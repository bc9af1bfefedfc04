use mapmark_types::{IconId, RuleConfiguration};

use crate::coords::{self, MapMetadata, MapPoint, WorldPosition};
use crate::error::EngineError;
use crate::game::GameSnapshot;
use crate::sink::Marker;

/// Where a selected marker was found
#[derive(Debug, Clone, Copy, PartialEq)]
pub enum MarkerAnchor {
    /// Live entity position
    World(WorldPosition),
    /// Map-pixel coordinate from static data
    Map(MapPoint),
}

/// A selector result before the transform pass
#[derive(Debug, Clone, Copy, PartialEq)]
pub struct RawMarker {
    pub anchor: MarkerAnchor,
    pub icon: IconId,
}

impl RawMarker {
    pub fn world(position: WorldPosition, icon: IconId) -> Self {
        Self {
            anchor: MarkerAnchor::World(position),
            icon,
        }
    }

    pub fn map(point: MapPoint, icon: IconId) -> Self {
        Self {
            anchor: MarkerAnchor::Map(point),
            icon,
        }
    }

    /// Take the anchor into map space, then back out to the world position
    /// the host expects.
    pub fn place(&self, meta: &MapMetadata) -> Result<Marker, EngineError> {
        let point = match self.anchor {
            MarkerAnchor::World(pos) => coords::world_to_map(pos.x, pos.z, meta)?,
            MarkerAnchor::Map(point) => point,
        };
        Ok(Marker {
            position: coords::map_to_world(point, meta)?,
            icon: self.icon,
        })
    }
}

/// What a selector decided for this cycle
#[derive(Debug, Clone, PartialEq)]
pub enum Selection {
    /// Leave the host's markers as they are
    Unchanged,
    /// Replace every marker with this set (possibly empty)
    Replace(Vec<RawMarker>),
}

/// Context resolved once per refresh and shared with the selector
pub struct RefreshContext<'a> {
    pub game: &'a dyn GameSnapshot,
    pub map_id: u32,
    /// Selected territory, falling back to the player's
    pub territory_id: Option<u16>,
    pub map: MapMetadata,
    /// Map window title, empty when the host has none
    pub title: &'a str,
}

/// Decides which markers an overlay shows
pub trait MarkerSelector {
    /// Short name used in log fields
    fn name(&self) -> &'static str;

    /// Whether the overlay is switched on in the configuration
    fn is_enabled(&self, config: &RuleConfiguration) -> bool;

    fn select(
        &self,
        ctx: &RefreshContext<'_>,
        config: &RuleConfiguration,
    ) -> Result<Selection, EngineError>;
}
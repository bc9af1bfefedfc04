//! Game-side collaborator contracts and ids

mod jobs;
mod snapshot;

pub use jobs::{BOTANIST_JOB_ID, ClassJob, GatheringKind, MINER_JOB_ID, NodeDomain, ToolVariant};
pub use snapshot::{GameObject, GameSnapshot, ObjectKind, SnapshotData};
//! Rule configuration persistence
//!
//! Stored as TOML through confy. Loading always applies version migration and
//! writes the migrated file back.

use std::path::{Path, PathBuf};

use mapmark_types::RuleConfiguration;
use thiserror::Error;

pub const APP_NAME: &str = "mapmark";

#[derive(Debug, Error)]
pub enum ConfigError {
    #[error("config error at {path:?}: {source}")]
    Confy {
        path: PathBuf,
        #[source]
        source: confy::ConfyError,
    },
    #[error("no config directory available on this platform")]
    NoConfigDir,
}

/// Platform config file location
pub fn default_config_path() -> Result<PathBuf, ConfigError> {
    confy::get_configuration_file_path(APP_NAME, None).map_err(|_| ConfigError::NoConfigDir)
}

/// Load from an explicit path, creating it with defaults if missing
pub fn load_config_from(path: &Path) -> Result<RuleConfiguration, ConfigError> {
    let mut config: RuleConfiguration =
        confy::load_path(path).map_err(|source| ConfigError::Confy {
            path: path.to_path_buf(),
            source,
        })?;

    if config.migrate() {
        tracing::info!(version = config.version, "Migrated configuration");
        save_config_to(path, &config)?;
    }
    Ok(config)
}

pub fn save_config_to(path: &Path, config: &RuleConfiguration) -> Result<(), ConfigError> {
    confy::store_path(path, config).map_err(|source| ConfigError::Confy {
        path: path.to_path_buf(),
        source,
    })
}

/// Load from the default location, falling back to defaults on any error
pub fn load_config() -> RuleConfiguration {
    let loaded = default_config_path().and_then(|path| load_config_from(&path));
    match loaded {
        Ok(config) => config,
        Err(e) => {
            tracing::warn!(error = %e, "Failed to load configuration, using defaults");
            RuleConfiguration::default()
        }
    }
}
━━━━━━━━━━
About this task: Every record must be retyped so that it matches the original exactly.

Output below:
repository bc9af1bfefedfc04
use mapmark_types::{IconId, RuleConfiguration};

use crate::coords::{self, MapMetadata, MapPoint, WorldPosition};
use crate::error::EngineError;
use crate::game::GameSnapshot;
use crate::sink::Marker;

/// Where a selected marker was found
#[derive(Debug, Clone, Copy, PartialEq)]
pub enum MarkerAnchor {
    /// Live entity position
    World(WorldPosition),
    /// Map-pixel coordinate from static data
    Map(MapPoint),
}

/// A selector result before the transform pass
#[derive(Debug, Clone, Copy, PartialEq)]
pub struct RawMarker {
    pub anchor: MarkerAnchor,
    pub icon: IconId,
}

impl RawMarker {
    pub fn world(position: WorldPosition, icon: IconId) -> Self {
        Self {
            anchor: MarkerAnchor::World(position),
            icon,
        }
    }

    pub fn map(point: MapPoint, icon: IconId) -> Self {
        Self {
            anchor: MarkerAnchor::Map(point),
            icon,
        }
    }

    /// Take the anchor into map space, then back out to the world position
    /// the host expects.
    pub fn place(&self, meta: &MapMetadata) -> Result<Marker, EngineError> {
        let point = match self.anchor {
            MarkerAnchor::World(pos) => coords::world_to_map(pos.x, pos.z, meta)?,
            MarkerAnchor::Map(point) => point,
        };
        Ok(Marker {
            position: coords::map_to_world(point, meta)?,
            icon: self.icon,
        })
    }
}

/// What a selector decided for this cycle
#[derive(Debug, Clone, PartialEq)]
pub enum Selection {
    /// Leave the host's markers as they are
    Unchanged,
    /// Replace every marker with this set (possibly empty)
    Replace(Vec<RawMarker>),
}

/// Context resolved once per refresh and shared with the selector
pub struct RefreshContext<'a> {
    pub game: &'a dyn GameSnapshot,
    pub map_id: u32,
    /// Selected territory, falling back to the player's
    pub territory_id: Option<u16>,
    pub map: MapMetadata,
    /// Map window title, empty when the host has none
    pub title: &'a str,
}

/// Decides which markers an overlay shows
pub trait MarkerSelector {
    /// Short name used in log fields
    fn name(&self) -> &'static str;

    /// Whether the overlay is switched on in the configuration
    fn is_enabled(&self, config: &RuleConfiguration) -> bool;

    fn select(
        &self,
        ctx: &RefreshContext<'_>,
        config: &RuleConfiguration,
    ) -> Result<Selection, EngineError>;
}
repository bc9af1bfefedfc04
//! Game-side collaborator contracts and ids

mod jobs;
mod snapshot;

pub use jobs::{BOTANIST_JOB_ID, ClassJob, GatheringKind, MINER_JOB_ID, NodeDomain, ToolVariant};
pub use snapshot::{GameObject, GameSnapshot, ObjectKind, SnapshotData};
//! Rule configuration persistence
//!
//! Stored as TOML through confy. Loading always applies version migration and
//! writes the migrated file back.

use std::path::{Path, PathBuf};

use mapmark_types::RuleConfiguration;
use thiserror::Error;

pub const APP_NAME: &str = "mapmark";

#[derive(Debug, Error)]
pub enum ConfigError {
    #[error("config error at {path:?}: {source}")]
    Confy {
        path: PathBuf,
        #[source]
        source: confy::ConfyError,
    },
    #[error("no config directory available on this platform")]
    NoConfigDir,
}

/// Platform config file location
pub fn default_config_path() -> Result<PathBuf, ConfigError> {
    confy::get_configuration_file_path(APP_NAME, None).map_err(|_| ConfigError::NoConfigDir)
}

/// Load from an explicit path, creating it with defaults if missing
pub fn load_config_from(path: &Path) -> Result<RuleConfiguration, ConfigError> {
    let mut config: RuleConfiguration =
        confy::load_path(path).map_err(|source| ConfigError::Confy {
            path: path.to_path_buf(),
            source,
        })?;

    if config.migrate() {
        tracing::info!(version = config.version, "Migrated configuration");
        save_config_to(path, &config)?;
    }
    Ok(config)
}

pub fn save_config_to(path: &Path, config: &RuleConfiguration) -> Result<(), ConfigError> {
    confy::store_path(path, config).map_err(|source| ConfigError::Confy {
        path: path.to_path_buf(),
        source,
    })
}

/// Load from the default location, falling back to defaults on any error
pub fn load_config() -> RuleConfiguration {
    let loaded = default_config_path().and_then(|path| load_config_from(&path));
    match loaded {
        Ok(config) => config,
        Err(e) => {
            tracing::warn!(error = %e, "Failed to load configuration, using defaults");
            RuleConfiguration::default()
        }
    }
}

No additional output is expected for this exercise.